Data entries
——

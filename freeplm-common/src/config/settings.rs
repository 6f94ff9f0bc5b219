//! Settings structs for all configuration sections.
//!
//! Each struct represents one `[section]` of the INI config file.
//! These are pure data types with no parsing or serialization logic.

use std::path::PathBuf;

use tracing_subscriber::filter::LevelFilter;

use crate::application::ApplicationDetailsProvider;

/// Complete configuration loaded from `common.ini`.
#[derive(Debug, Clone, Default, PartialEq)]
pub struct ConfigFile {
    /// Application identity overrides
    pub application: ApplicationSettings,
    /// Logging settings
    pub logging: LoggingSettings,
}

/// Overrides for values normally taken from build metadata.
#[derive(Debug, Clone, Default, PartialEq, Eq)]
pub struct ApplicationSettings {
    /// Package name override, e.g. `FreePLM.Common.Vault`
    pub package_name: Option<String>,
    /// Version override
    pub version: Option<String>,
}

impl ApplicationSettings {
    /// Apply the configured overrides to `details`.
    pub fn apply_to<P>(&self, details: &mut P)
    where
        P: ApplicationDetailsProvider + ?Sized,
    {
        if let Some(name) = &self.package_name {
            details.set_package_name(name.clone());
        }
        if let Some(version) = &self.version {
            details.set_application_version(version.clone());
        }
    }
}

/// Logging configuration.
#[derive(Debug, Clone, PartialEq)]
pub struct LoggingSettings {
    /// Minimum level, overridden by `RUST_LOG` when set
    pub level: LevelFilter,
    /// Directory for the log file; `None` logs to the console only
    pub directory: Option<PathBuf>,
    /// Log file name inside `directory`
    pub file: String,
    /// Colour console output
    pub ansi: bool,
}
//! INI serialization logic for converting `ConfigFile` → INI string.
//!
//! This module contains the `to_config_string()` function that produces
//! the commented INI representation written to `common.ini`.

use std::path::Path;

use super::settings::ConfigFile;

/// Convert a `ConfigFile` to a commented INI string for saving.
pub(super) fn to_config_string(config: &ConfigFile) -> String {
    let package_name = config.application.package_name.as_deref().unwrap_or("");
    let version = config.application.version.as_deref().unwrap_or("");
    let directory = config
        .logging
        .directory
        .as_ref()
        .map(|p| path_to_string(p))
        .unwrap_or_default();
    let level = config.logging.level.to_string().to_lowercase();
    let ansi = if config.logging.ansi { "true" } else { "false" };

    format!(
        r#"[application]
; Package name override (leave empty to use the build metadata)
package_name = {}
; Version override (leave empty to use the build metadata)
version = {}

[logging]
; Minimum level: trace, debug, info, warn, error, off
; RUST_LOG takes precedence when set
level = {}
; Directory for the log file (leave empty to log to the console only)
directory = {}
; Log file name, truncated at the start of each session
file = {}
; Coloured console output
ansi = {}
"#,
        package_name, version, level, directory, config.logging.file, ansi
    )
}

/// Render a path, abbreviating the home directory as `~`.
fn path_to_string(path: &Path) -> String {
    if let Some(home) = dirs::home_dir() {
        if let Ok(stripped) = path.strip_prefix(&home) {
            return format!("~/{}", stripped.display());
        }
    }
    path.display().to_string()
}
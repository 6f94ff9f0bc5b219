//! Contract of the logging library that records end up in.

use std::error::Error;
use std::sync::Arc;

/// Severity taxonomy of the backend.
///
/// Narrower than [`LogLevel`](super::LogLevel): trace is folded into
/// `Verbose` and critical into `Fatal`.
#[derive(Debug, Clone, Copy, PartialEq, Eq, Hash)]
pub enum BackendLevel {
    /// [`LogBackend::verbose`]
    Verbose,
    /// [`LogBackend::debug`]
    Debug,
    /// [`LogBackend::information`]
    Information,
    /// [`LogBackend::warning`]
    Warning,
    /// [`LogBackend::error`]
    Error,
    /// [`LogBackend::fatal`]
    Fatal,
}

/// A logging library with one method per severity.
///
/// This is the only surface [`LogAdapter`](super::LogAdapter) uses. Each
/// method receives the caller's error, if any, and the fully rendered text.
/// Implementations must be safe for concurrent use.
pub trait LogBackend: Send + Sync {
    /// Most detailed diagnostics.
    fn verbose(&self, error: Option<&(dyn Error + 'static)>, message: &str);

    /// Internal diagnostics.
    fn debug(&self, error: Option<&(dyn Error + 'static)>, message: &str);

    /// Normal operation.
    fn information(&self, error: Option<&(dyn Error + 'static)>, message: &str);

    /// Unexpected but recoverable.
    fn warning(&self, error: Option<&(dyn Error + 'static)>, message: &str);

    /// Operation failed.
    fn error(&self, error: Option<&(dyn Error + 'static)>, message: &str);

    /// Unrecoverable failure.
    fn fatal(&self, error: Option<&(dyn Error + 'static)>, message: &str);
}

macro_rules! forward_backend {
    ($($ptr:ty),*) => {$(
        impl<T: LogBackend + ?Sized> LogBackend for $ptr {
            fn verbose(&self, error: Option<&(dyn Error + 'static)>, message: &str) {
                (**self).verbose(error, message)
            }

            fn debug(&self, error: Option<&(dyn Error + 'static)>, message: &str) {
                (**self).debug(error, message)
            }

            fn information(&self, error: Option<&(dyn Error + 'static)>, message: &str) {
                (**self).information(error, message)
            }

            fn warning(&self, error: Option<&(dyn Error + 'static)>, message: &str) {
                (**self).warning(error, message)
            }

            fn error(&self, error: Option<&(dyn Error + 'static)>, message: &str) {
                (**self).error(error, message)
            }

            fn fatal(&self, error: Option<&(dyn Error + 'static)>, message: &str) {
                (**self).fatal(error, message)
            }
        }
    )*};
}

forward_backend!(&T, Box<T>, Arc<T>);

——

▶ EXERCISE: Your task is to gather all lines from the entries above that hold the word "stripped".

▶ ANSWER SECTION:
        if let Ok(stripped) = path.strip_prefix(&home) {
            return format!("~/{}", stripped.display());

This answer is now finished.